Morgan Keegan & Co. Inc. said it hosted a “well-attended” investor meeting with First Horizon management in Memphis, where the company is headquartered. Executives of the lender provided updates on credit, focusing on the ongoing performance of the troubled home-builder finance and home-equity portfolios.
Analysts at Morgan Keegan said First Horizon has been among the most-aggressive banks in charging off and writing down non-performing loans. Around $90 million in one-time close holding have been charged off, and deterioration has been concentrated in California and Florida.

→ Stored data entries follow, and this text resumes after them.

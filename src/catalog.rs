//! Canonical row labels expected in each statement.
//!
//! Order matters: the matcher returns the first entry that fuzzy-matches, so a
//! short entry that is a substring of a longer observed label must come after
//! any entry that should win for that label (e.g. "Income Tax" precedes
//! "Profit Before Tax" so that a bare "Tax" row is read as the tax charge).

use crate::matcher::{find_matching_label, normalize_label};
use crate::schema::StatementKind;

pub const REVENUE: &str = "Revenue";
pub const COST_OF_SALES: &str = "Cost of Sales";
pub const GROSS_PROFIT: &str = "Gross Profit";
pub const ADMINISTRATIVE_EXPENSES: &str = "Administrative Expenses";
pub const OTHER_OPERATING_EXPENSES: &str = "Other Operating Expenses";
pub const SALARIES_AND_WAGES: &str = "Salaries and Wages";
pub const EBITDA: &str = "EBITDA";
pub const DEPRECIATION_AND_AMORTISATION: &str = "Depreciation and Amortisation";
pub const INTEREST_INCOME: &str = "Interest Income";
pub const FINANCE_COSTS: &str = "Finance Costs";
pub const INCOME_TAX: &str = "Income Tax";
pub const PROFIT_BEFORE_TAX: &str = "Profit Before Tax";
pub const PROFIT_FOR_THE_PERIOD: &str = "Profit for the Period";

pub const INCOME_STATEMENT_ROWS: &[&str] = &[
    REVENUE,
    COST_OF_SALES,
    GROSS_PROFIT,
    ADMINISTRATIVE_EXPENSES,
    OTHER_OPERATING_EXPENSES,
    SALARIES_AND_WAGES,
    EBITDA,
    DEPRECIATION_AND_AMORTISATION,
    INTEREST_INCOME,
    FINANCE_COSTS,
    INCOME_TAX,
    PROFIT_BEFORE_TAX,
    PROFIT_FOR_THE_PERIOD,
];

/// Whole-label synonyms, compared after normalization and ahead of the fuzzy
/// catalog. A bare "Sales" would otherwise fuzzy-match "Cost of Sales".
pub const INCOME_STATEMENT_ALIASES: &[(&str, &str)] = &[
    ("Sales", REVENUE),
    ("Net sales", REVENUE),
    ("Turnover", REVENUE),
    ("Net profit", PROFIT_FOR_THE_PERIOD),
    ("Net income", PROFIT_FOR_THE_PERIOD),
    ("Profit after tax", PROFIT_FOR_THE_PERIOD),
];

pub const INCOME_CALCULATED_ROWS: &[&str] = &[GROSS_PROFIT, EBITDA, PROFIT_BEFORE_TAX];

pub const PROPERTY_PLANT_EQUIPMENT: &str = "Property, Plant and Equipment";
pub const INTANGIBLE_ASSETS: &str = "Intangible Assets";
pub const INVESTMENTS: &str = "Investments";
pub const TOTAL_NON_CURRENT_ASSETS: &str = "Total Non-Current Assets";
pub const INVENTORY: &str = "Inventory";
pub const TRADE_RECEIVABLES: &str = "Trade Receivables";
pub const OTHER_RECEIVABLES: &str = "Other Receivables";
pub const CASH_AND_EQUIVALENTS: &str = "Cash and Cash Equivalents";
pub const TOTAL_CURRENT_ASSETS: &str = "Total Current Assets";
pub const TOTAL_ASSETS: &str = "Total Assets";
pub const TRADE_PAYABLES: &str = "Trade Payables";
pub const SHORT_TERM_BORROWINGS: &str = "Short-Term Borrowings";
pub const TOTAL_CURRENT_LIABILITIES: &str = "Total Current Liabilities";
pub const LONG_TERM_BORROWINGS: &str = "Long-Term Borrowings";
pub const TOTAL_NON_CURRENT_LIABILITIES: &str = "Total Non-Current Liabilities";
pub const TOTAL_LIABILITIES: &str = "Total Liabilities";
pub const SHARE_CAPITAL: &str = "Share Capital";
pub const RETAINED_EARNINGS: &str = "Retained Earnings";
pub const TOTAL_EQUITY: &str = "Total Equity";

pub const BALANCE_SHEET_ROWS: &[&str] = &[
    PROPERTY_PLANT_EQUIPMENT,
    INTANGIBLE_ASSETS,
    INVESTMENTS,
    TOTAL_NON_CURRENT_ASSETS,
    INVENTORY,
    TRADE_RECEIVABLES,
    OTHER_RECEIVABLES,
    CASH_AND_EQUIVALENTS,
    TOTAL_CURRENT_ASSETS,
    TOTAL_ASSETS,
    TRADE_PAYABLES,
    SHORT_TERM_BORROWINGS,
    TOTAL_CURRENT_LIABILITIES,
    LONG_TERM_BORROWINGS,
    TOTAL_NON_CURRENT_LIABILITIES,
    TOTAL_LIABILITIES,
    SHARE_CAPITAL,
    RETAINED_EARNINGS,
    TOTAL_EQUITY,
];

pub const BALANCE_SHEET_ALIASES: &[(&str, &str)] = &[
    ("Debtors", TRADE_RECEIVABLES),
    ("Creditors", TRADE_PAYABLES),
];

pub const BALANCE_SHEET_CALCULATED_ROWS: &[&str] = &[
    TOTAL_NON_CURRENT_ASSETS,
    TOTAL_CURRENT_ASSETS,
    TOTAL_ASSETS,
    TOTAL_CURRENT_LIABILITIES,
    TOTAL_NON_CURRENT_LIABILITIES,
    TOTAL_LIABILITIES,
    TOTAL_EQUITY,
];

pub const NET_CASH_FROM_OPERATING: &str = "Net Cash from Operating Activities";
pub const NET_CASH_FROM_INVESTING: &str = "Net Cash from Investing Activities";
pub const NET_CASH_FROM_FINANCING: &str = "Net Cash from Financing Activities";
pub const NET_INCREASE_IN_CASH: &str = "Net Increase in Cash";
pub const OPENING_CASH_BALANCE: &str = "Opening Cash Balance";
pub const CLOSING_CASH_BALANCE: &str = "Closing Cash Balance";

pub const CASH_FLOW_ROWS: &[&str] = &[
    "Cash Generated from Operations",
    "Changes in Working Capital",
    "Interest Paid",
    "Tax Paid",
    NET_CASH_FROM_OPERATING,
    "Purchase of Property, Plant and Equipment",
    "Proceeds from Disposals",
    NET_CASH_FROM_INVESTING,
    "Proceeds from Borrowings",
    "Repayment of Borrowings",
    "Dividends Paid",
    NET_CASH_FROM_FINANCING,
    NET_INCREASE_IN_CASH,
    OPENING_CASH_BALANCE,
    CLOSING_CASH_BALANCE,
];

pub const CASH_FLOW_CALCULATED_ROWS: &[&str] = &[
    NET_CASH_FROM_OPERATING,
    NET_CASH_FROM_INVESTING,
    NET_CASH_FROM_FINANCING,
    NET_INCREASE_IN_CASH,
    CLOSING_CASH_BALANCE,
];

pub fn expected_rows(kind: StatementKind) -> Vec<&'static str> {
    match kind {
        StatementKind::IncomeStatement => INCOME_STATEMENT_ROWS.to_vec(),
        StatementKind::BalanceSheet => BALANCE_SHEET_ROWS.to_vec(),
        StatementKind::CashFlow => CASH_FLOW_ROWS.to_vec(),
        StatementKind::Ratios => crate::ratios::ratio_labels(),
    }
}

fn aliases(kind: StatementKind) -> &'static [(&'static str, &'static str)] {
    match kind {
        StatementKind::IncomeStatement => INCOME_STATEMENT_ALIASES,
        StatementKind::BalanceSheet => BALANCE_SHEET_ALIASES,
        StatementKind::CashFlow | StatementKind::Ratios => &[],
    }
}

pub fn canonical_label(kind: StatementKind, observed: &str) -> Option<&'static str> {
    let normalized = normalize_label(observed);
    aliases(kind)
        .iter()
        .find(|(alias, _)| normalize_label(alias) == normalized)
        .map(|(_, canonical)| *canonical)
        .or_else(|| find_matching_label(observed, &expected_rows(kind)))
}

pub fn is_calculated_field(kind: StatementKind, label: &str) -> bool {
    let calculated: &[&str] = match kind {
        StatementKind::IncomeStatement => INCOME_CALCULATED_ROWS,
        StatementKind::BalanceSheet => BALANCE_SHEET_CALCULATED_ROWS,
        StatementKind::CashFlow => CASH_FLOW_CALCULATED_ROWS,
        StatementKind::Ratios => return true,
    };

    let label = normalize_label(label);
    calculated.iter().any(|c| normalize_label(c) == label)
}

#[cfg(test)]
mod tests {
    use super::*;

    #[test]
    fn test_canonical_labels_follow_catalog_order() {
        assert_eq!(
            canonical_label(StatementKind::IncomeStatement, "Sales revenue"),
            Some(REVENUE)
        );
        assert_eq!(
            canonical_label(StatementKind::IncomeStatement, "Tax"),
            Some(INCOME_TAX)
        );
        assert_eq!(
            canonical_label(StatementKind::IncomeStatement, "Profit before taxation"),
            Some(PROFIT_BEFORE_TAX)
        );
        assert_eq!(
            canonical_label(StatementKind::BalanceSheet, "Cash"),
            Some(CASH_AND_EQUIVALENTS)
        );
        assert_eq!(
            canonical_label(StatementKind::BalanceSheet, "Total current assets"),
            Some(TOTAL_CURRENT_ASSETS)
        );
        assert_eq!(canonical_label(StatementKind::CashFlow, "Goodwill"), None);
    }

    #[test]
    fn test_aliases_win_over_fuzzy_matches() {
        assert_eq!(canonical_label(StatementKind::IncomeStatement, "Sales"), Some(REVENUE));
        assert_eq!(canonical_label(StatementKind::IncomeStatement, "TURNOVER"), Some(REVENUE));
        assert_eq!(
            canonical_label(StatementKind::IncomeStatement, "Cost of sales"),
            Some(COST_OF_SALES)
        );
        assert_eq!(
            canonical_label(StatementKind::IncomeStatement, "Net profit"),
            Some(PROFIT_FOR_THE_PERIOD)
        );
        assert_eq!(
            canonical_label(StatementKind::BalanceSheet, "Debtors"),
            Some(TRADE_RECEIVABLES)
        );
        // aliases are whole-label only
        assert_eq!(canonical_label(StatementKind::CashFlow, "Sales"), None);
    }

    #[test]
    fn test_calculated_fields() {
        assert!(is_calculated_field(StatementKind::IncomeStatement, "Gross Profit"));
        assert!(is_calculated_field(StatementKind::IncomeStatement, "ebitda"));
        assert!(!is_calculated_field(StatementKind::IncomeStatement, "Revenue"));
        assert!(is_calculated_field(StatementKind::BalanceSheet, "Total Assets"));
        assert!(!is_calculated_field(StatementKind::BalanceSheet, "Inventory"));
        assert!(is_calculated_field(StatementKind::CashFlow, "Closing Cash Balance"));
    }
}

The portfolio of one-time close loans is around 5,000 loans for $1.8 billion, and it expected to be reduced to around $0.6 billion by the end of this year,
The $5.5 billion HEL portfolio as of March 31 is project to fall by $0.7 billion by Dec. 31, 2008. Morgan Keegan analyst Bob Patten noted the company is expected to either announce a sale of the mortgage unit at any time or accelerate a shutdown over the next four to six months.
A source inside First Horizon has indicated that Metropolitan Life Insurance Co. has recently performed due diligence at First Horizon Home Loans headquarters in Irving, Texas.
In the event of a shutdown, the origination platform would be quickly disbanded while the dismantling of the servicing platform would take place over a longer period, Patten wrote. Severance packages are estimated at between $80 million to $100 million.
“Management is 100 percent committed to this objective and we do not think the market has factored in what a sale of the mortgage company could mean in terms of accretion to earnings, liquidity and capital.,” the report stated.
The report indicated a sale would include 230 “footprint offices,” the origination platform and some of the company’s mortgage servicing rights. First Horizon would likely maintain 21 “in footprint Tennessee offices,”
Around 2,200 employees out of a total mortgage work force of 3,650 would reportedly by impacted by a move.
“We believe that exiting the mortgage company makes [First Horizon National] a much simpler company to analyze and value,” Patten wrote in the report. “We reiterate our outperform recommendation.”